• [WHAT YOU WILL DO] Pull every line containing "NetworkError" from the data.

• [RECORD SET]
//! OpenAI-Compatible Provider
//!
//! Implementation of the ChatModel trait for OpenAI's chat-completions API
//! and any endpoint that speaks the same wire format. Structured output
//! uses the `json_schema` response format.

use async_trait::async_trait;
use serde::Deserialize;
use serde_json::Value;
use url::Url;

use super::provider::{missing_api_key_error, parse_http_error, ChatModel};
use super::schema::SchemaDescriptor;
use super::types::{ChatCompletion, ChatRequest, ModelConfig, ModelError, ModelResult, UsageStats};

/// Default OpenAI API endpoint
const OPENAI_API_URL: &str = "https://api.openai.com/v1/chat/completions";

/// OpenAI-compatible chat model
pub struct OpenAIChatModel {
    config: ModelConfig,
    client: reqwest::Client,
}

impl OpenAIChatModel {
    /// Create a new provider with the given configuration
    pub fn new(config: ModelConfig) -> Self {
        Self {
            config,
            client: reqwest::Client::new(),
        }
    }

    /// Resolve the chat-completions endpoint.
    ///
    /// `base_url` is the API root (e.g., `https://api.example.com/v1`);
    /// the chat-completions path is appended to it.
    fn endpoint(&self) -> ModelResult<String> {
        match &self.config.base_url {
            Some(base) => {
                let joined = format!("{}/chat/completions", base.trim_end_matches('/'));
                let url = Url::parse(&joined).map_err(|e| ModelError::InvalidRequest {
                    message: format!("Invalid base URL {}: {}", base, e),
                })?;
                Ok(url.to_string())
            }
            None => Ok(OPENAI_API_URL.to_string()),
        }
    }

    /// Build the request body for the API
    fn build_request_body(&self, request: &ChatRequest) -> Value {
        let mut body = serde_json::json!({
            "model": self.config.model,
            "max_tokens": self.config.max_tokens,
            "temperature": self.config.temperature,
            "stream": false,
        });

        let mut messages: Vec<Value> = Vec::new();
        if let Some(system) = &request.system {
            messages.push(serde_json::json!({
                "role": "system",
                "content": system
            }));
        }
        messages.push(serde_json::json!({
            "role": "user",
            "content": request.prompt
        }));
        body["messages"] = serde_json::json!(messages);

        body
    }

    /// POST a request body and parse the wire response.
    async fn post_chat(&self, body: &Value) -> ModelResult<WireResponse> {
        let api_key = self
            .config
            .api_key
            .as_ref()
            .ok_or_else(|| missing_api_key_error("openai"))?;
        let endpoint = self.endpoint()?;
        tracing::debug!("openai chat POST {}", endpoint);

        let response = self
            .client
            .post(&endpoint)
            .header("Authorization", format!("Bearer {}", api_key))
            .header("Content-Type", "application/json")
            .json(body)
            .send()
            .await
            .map_err(|e| ModelError::NetworkError {
                message: e.to_string(),
            })?;

        let status = response.status().as_u16();
        let body_text = response.text().await.map_err(|e| ModelError::NetworkError {
            message: e.to_string(),
        })?;

        if status != 200 {
            tracing::warn!("openai API error: HTTP {} from {}: {}", status, endpoint, body_text);
            return Err(parse_http_error(status, &body_text, "openai"));
        }

        serde_json::from_str(&body_text).map_err(|e| ModelError::ParseError {
            message: format!("Failed to parse response: {}", e),
        })
    }

    /// Convert a wire response into the unified completion type.
    fn to_completion(&self, response: WireResponse) -> ChatCompletion {
        let content = response
            .choices
            .first()
            .and_then(|choice| choice.message.as_ref())
            .and_then(|message| message.content.clone())
            .unwrap_or_default();

        let usage = response
            .usage
            .map(|u| UsageStats {
                input_tokens: u.prompt_tokens,
                output_tokens: u.completion_tokens,
            })
            .unwrap_or_default();

        ChatCompletion {
            content,
            model: response.model.unwrap_or_else(|| self.config.model.clone()),
            usage,
        }
    }
}

#[async_trait]
impl ChatModel for OpenAIChatModel {
    fn name(&self) -> &'static str {
        "openai"
    }

    fn model(&self) -> &str {
        &self.config.model
    }

    async fn invoke(&self, request: ChatRequest) -> ModelResult<ChatCompletion> {
        let body = self.build_request_body(&request);
        let response = self.post_chat(&body).await?;
        Ok(self.to_completion(response))
    }

    async fn invoke_structured(
        &self,
        schema: &SchemaDescriptor,
        request: ChatRequest,
    ) -> ModelResult<Value> {
        let mut body = self.build_request_body(&request);
        body["response_format"] = serde_json::json!({
            "type": "json_schema",
            "json_schema": {
                "name": schema.name,
                "schema": schema.schema,
                "strict": false,
            }
        });

        let response = self.post_chat(&body).await?;
        let completion = self.to_completion(response);
        if completion.content.trim().is_empty() {
            return Err(ModelError::ParseError {
                message: "structured response had empty content".to_string(),
            });
        }

        serde_json::from_str(&completion.content).map_err(|e| ModelError::ParseError {
            message: format!("structured response was not valid JSON: {}", e),
        })
    }

    fn config(&self) -> &ModelConfig {
        &self.config
    }
}

// ============================================================================
// Wire Format
// ============================================================================

#[derive(Debug, Deserialize)]
struct WireResponse {
    model: Option<String>,
    choices: Vec<WireChoice>,
    usage: Option<WireUsage>,
}

#[derive(Debug, Deserialize)]
struct WireChoice {
    message: Option<WireMessage>,
}

#[derive(Debug, Deserialize)]
struct WireMessage {
    content: Option<String>,
}

#[derive(Debug, Deserialize)]
struct WireUsage {
    prompt_tokens: u32,
    completion_tokens: u32,
}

• [RESPONSE AREA]
            .map_err(|e| ModelError::NetworkError {
        let body_text = response.text().await.map_err(|e| ModelError::NetworkError {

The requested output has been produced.